▸ What to do: If a line of the listing contains the string "ApiClient", return that line.
□ □ □ □ □ □ □
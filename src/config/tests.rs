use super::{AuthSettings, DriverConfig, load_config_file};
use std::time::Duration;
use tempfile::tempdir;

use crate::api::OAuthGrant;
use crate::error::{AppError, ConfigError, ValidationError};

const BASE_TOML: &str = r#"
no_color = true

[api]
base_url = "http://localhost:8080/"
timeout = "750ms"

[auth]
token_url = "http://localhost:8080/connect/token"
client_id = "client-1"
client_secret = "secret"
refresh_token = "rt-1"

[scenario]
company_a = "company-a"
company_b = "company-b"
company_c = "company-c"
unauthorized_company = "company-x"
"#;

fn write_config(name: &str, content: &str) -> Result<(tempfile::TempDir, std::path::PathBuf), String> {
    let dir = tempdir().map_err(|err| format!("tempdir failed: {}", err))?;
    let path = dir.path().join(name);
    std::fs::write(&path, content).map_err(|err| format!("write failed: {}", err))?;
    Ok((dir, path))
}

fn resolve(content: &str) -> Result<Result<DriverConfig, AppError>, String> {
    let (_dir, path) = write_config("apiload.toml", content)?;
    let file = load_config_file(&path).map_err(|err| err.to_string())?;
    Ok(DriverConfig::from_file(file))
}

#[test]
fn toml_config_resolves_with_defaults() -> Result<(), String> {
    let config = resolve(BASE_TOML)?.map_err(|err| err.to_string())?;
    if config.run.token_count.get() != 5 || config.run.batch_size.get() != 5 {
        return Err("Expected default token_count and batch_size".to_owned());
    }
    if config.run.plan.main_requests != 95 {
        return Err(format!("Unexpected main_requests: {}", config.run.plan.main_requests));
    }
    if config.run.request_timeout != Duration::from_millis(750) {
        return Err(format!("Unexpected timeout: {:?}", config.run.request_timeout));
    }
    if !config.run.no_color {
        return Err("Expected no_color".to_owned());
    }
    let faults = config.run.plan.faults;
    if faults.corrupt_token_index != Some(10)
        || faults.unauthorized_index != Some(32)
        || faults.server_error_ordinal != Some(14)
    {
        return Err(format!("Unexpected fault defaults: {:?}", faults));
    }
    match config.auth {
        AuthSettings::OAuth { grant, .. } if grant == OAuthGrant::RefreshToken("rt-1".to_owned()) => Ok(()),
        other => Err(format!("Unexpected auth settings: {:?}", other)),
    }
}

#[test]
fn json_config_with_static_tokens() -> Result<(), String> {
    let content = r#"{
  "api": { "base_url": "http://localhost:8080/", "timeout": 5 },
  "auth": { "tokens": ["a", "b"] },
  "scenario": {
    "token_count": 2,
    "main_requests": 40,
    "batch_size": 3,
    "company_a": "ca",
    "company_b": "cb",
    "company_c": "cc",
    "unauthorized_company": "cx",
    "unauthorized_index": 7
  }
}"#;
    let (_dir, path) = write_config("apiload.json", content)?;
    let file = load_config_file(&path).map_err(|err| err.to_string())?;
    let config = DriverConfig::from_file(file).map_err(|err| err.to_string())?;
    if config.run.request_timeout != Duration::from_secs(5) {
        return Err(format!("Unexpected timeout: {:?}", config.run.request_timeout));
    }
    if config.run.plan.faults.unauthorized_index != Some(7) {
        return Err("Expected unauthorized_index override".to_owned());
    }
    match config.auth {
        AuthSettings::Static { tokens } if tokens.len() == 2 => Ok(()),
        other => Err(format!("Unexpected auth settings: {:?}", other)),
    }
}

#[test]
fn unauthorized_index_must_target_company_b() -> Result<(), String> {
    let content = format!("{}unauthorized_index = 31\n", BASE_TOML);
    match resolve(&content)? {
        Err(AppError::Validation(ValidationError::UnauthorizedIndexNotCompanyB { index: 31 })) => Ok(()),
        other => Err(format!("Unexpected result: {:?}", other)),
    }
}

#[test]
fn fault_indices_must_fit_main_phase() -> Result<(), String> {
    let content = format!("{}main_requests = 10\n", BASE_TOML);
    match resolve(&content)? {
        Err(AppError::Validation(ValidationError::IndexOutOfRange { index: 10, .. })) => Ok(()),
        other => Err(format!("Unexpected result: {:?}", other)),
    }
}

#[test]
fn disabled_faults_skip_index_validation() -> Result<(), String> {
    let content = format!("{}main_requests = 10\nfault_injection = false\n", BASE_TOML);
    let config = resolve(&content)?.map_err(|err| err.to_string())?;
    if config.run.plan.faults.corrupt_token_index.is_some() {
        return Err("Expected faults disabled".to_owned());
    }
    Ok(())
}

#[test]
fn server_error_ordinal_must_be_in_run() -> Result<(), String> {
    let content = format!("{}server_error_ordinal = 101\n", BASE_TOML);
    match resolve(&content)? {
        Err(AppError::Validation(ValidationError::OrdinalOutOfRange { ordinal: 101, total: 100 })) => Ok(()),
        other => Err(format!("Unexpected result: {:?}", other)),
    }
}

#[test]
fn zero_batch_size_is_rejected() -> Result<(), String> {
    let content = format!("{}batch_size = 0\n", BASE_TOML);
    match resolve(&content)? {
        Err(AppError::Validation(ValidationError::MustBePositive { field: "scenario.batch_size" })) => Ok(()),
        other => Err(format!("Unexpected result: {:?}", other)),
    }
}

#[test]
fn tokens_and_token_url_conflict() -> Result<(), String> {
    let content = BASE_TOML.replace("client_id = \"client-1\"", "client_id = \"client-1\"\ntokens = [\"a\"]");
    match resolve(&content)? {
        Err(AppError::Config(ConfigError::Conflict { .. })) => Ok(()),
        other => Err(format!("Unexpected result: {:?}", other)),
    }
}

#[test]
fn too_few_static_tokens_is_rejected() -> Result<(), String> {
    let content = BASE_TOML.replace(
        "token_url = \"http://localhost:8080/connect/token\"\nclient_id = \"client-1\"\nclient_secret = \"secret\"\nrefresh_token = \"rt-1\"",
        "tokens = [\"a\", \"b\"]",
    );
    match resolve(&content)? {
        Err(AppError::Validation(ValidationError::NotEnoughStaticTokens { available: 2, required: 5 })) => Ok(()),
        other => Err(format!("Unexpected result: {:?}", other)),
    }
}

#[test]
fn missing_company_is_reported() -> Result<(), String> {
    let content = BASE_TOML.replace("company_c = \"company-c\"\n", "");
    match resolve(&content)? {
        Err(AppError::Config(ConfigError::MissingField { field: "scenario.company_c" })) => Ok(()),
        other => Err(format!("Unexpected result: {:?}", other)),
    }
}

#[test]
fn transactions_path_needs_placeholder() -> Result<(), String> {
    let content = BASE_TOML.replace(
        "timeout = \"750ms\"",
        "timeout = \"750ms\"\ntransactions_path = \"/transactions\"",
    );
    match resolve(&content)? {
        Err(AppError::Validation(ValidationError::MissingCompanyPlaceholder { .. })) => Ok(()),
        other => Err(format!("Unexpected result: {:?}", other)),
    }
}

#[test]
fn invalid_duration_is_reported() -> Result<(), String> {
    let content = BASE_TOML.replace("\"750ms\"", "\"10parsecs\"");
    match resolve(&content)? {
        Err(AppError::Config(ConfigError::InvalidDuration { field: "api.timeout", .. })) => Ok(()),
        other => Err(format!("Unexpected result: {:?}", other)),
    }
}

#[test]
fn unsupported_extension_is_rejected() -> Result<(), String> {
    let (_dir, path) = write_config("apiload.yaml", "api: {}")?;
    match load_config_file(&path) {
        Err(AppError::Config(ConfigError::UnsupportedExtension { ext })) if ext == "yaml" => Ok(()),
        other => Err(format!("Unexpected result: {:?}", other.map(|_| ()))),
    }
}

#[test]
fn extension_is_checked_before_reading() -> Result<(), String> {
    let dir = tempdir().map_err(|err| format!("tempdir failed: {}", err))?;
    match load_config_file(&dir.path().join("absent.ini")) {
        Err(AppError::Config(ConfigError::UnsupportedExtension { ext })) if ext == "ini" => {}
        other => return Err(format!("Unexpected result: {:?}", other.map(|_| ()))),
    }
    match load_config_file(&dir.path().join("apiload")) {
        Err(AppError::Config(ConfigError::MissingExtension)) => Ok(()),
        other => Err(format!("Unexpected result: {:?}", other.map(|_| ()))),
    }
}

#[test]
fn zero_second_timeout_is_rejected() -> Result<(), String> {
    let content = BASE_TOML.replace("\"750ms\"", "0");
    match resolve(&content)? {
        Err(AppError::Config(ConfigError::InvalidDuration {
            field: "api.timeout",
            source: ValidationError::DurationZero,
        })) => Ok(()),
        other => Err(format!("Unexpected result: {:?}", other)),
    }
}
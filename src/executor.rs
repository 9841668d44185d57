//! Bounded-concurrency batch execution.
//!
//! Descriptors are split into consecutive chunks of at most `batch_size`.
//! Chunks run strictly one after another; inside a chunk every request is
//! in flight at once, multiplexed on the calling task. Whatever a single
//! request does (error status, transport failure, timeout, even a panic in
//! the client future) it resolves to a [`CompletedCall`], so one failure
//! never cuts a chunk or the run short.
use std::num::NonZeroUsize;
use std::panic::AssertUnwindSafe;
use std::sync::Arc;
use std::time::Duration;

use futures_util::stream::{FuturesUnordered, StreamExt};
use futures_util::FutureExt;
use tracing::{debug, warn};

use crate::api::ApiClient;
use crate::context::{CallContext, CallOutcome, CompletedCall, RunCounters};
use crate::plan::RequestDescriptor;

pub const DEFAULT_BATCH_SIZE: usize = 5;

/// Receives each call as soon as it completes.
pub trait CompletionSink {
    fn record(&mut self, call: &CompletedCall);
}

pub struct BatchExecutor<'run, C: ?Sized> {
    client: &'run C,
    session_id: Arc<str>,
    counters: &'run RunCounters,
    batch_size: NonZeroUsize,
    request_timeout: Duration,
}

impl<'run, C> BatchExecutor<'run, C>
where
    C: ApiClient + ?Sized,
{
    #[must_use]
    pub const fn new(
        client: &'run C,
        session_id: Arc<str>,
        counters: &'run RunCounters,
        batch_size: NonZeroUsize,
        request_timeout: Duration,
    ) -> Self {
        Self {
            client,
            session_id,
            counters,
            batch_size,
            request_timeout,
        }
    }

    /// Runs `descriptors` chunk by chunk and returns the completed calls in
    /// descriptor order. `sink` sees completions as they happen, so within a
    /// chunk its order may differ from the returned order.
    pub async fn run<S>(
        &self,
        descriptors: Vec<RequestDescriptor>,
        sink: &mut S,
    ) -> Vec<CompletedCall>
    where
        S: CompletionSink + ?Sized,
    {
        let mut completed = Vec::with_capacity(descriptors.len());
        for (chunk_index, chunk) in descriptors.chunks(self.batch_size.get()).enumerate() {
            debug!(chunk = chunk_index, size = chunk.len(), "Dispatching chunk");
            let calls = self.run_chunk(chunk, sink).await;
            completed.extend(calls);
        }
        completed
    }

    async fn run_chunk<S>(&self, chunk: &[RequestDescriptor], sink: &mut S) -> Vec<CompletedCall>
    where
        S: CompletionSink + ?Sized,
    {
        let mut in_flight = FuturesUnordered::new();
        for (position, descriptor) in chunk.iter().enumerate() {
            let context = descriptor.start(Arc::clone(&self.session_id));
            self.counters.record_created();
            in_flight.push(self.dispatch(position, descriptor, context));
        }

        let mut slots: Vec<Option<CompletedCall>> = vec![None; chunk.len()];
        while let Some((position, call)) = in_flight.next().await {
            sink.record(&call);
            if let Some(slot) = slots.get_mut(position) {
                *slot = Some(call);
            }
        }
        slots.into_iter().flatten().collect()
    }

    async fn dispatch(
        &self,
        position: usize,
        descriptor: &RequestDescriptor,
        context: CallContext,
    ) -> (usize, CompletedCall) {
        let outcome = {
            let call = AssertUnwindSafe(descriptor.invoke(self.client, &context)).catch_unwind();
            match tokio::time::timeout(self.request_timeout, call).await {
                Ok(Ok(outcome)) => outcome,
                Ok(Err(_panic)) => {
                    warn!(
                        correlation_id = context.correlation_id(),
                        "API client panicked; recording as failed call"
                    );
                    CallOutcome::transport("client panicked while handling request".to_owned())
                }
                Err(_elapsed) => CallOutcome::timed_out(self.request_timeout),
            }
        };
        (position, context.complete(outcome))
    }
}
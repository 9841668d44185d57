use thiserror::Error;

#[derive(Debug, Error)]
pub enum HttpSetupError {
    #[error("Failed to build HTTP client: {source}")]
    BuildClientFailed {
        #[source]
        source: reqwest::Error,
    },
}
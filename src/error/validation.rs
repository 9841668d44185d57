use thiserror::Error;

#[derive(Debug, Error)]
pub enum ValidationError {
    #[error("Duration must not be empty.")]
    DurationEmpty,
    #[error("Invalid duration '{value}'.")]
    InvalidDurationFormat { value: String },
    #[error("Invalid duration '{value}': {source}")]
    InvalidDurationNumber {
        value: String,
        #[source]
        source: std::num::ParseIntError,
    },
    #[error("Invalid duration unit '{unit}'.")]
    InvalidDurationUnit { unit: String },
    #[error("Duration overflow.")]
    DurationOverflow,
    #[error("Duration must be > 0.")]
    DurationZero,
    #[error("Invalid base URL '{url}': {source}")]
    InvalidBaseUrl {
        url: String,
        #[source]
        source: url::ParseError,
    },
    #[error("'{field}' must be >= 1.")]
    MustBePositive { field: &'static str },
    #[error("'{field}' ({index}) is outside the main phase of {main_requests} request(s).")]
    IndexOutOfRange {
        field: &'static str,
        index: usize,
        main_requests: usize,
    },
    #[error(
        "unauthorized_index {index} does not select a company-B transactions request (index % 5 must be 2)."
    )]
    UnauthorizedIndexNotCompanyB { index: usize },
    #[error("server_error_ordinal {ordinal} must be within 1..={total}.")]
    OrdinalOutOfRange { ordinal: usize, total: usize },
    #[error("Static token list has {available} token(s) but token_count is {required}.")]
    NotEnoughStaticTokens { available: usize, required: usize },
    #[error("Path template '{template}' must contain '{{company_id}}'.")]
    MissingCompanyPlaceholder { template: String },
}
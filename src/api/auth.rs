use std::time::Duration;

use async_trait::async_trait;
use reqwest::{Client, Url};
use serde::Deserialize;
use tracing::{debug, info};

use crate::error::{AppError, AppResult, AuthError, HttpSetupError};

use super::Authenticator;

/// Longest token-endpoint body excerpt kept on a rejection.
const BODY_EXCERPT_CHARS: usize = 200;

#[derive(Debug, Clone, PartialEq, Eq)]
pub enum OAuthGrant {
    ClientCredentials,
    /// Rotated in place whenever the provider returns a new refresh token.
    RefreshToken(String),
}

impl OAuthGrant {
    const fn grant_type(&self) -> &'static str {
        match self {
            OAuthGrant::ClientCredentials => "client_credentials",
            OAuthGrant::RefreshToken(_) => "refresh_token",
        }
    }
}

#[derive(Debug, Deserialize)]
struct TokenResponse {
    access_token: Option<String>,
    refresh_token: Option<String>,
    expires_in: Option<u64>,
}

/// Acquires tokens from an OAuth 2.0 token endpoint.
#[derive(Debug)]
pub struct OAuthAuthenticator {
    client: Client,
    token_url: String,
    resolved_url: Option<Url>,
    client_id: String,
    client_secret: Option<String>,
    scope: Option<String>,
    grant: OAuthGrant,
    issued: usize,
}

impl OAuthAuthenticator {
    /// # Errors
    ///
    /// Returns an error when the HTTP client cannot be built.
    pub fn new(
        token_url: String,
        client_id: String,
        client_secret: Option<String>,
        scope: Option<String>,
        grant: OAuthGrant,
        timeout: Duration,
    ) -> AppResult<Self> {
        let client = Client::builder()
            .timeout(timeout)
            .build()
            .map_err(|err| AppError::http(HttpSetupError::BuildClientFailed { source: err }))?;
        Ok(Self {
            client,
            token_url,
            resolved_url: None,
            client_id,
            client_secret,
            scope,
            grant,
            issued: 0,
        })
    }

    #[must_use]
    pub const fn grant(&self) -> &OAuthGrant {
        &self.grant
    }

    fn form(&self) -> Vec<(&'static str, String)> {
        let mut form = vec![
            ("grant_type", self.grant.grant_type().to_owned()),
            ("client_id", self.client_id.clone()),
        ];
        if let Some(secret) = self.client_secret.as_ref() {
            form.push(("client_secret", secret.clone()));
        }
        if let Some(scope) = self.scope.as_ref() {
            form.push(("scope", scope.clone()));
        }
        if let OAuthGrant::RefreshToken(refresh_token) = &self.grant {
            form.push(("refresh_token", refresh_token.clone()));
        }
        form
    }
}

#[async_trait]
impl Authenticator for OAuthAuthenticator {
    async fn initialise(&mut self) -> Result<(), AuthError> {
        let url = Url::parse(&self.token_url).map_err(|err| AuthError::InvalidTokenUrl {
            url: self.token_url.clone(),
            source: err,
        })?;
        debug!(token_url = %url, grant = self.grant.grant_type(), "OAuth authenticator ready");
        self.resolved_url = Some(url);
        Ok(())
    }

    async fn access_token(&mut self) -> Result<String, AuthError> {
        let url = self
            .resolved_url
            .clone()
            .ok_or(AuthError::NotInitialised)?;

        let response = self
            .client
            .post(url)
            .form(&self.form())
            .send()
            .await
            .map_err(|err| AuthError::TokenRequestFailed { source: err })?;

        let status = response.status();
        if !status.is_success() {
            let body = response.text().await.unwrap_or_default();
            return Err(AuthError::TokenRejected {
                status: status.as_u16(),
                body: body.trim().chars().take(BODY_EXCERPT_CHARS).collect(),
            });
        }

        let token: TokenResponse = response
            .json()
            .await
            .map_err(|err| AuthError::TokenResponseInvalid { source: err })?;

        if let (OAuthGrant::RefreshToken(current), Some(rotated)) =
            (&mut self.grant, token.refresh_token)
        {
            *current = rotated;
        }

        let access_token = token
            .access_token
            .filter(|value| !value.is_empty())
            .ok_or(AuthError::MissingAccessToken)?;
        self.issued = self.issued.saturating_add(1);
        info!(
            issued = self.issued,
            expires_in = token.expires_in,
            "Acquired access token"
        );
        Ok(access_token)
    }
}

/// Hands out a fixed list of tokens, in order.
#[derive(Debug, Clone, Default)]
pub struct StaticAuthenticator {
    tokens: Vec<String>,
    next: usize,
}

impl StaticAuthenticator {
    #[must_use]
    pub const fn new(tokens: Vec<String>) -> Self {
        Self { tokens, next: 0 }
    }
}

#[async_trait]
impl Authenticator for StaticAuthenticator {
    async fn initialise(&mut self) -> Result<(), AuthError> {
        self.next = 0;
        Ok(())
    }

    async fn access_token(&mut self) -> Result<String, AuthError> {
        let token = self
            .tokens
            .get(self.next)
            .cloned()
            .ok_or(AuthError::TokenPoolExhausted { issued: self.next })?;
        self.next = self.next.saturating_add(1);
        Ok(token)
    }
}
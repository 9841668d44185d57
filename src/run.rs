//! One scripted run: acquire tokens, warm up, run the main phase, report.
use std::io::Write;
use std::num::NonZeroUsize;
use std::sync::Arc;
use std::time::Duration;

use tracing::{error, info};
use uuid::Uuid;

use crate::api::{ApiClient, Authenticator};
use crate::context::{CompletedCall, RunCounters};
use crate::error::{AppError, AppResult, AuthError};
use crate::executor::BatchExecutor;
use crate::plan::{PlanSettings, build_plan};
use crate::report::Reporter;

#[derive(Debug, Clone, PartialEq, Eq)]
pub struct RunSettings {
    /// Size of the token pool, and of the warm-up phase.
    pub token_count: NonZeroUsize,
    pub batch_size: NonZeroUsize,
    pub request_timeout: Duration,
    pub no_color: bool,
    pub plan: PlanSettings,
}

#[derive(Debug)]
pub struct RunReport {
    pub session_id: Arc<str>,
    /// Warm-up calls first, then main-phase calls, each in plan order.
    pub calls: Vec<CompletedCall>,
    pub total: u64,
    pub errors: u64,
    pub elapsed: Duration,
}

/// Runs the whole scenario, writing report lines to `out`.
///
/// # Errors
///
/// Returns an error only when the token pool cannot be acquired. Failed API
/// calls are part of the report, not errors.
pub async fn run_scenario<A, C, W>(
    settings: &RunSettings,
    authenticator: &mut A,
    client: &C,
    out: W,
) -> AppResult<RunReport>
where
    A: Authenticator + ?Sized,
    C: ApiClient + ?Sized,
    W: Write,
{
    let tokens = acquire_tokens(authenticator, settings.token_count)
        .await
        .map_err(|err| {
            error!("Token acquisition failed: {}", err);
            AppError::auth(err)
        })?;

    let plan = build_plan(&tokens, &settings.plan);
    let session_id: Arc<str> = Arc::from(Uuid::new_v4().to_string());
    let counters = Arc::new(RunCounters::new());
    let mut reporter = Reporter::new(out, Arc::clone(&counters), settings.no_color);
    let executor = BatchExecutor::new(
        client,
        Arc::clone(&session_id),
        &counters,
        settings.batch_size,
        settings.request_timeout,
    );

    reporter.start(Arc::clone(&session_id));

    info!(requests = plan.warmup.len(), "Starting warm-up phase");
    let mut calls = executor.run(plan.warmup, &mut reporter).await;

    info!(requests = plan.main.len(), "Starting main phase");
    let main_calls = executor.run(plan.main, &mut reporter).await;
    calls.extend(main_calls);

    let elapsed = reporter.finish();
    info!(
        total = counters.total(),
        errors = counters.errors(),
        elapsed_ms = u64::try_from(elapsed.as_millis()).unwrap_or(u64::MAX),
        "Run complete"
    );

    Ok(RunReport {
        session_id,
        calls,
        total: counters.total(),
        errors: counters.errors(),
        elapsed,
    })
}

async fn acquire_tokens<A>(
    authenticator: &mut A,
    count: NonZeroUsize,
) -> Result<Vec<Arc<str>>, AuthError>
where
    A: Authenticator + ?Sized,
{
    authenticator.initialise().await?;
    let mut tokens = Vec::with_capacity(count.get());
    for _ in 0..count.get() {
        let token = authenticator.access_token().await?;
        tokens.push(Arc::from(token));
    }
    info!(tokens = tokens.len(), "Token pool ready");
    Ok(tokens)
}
□ □ □ □ □ □ □
▸ Finished exercise:
use crate::api::ApiClient;
    C: ApiClient + ?Sized,
use crate::api::{ApiClient, Authenticator};
    C: ApiClient + ?Sized,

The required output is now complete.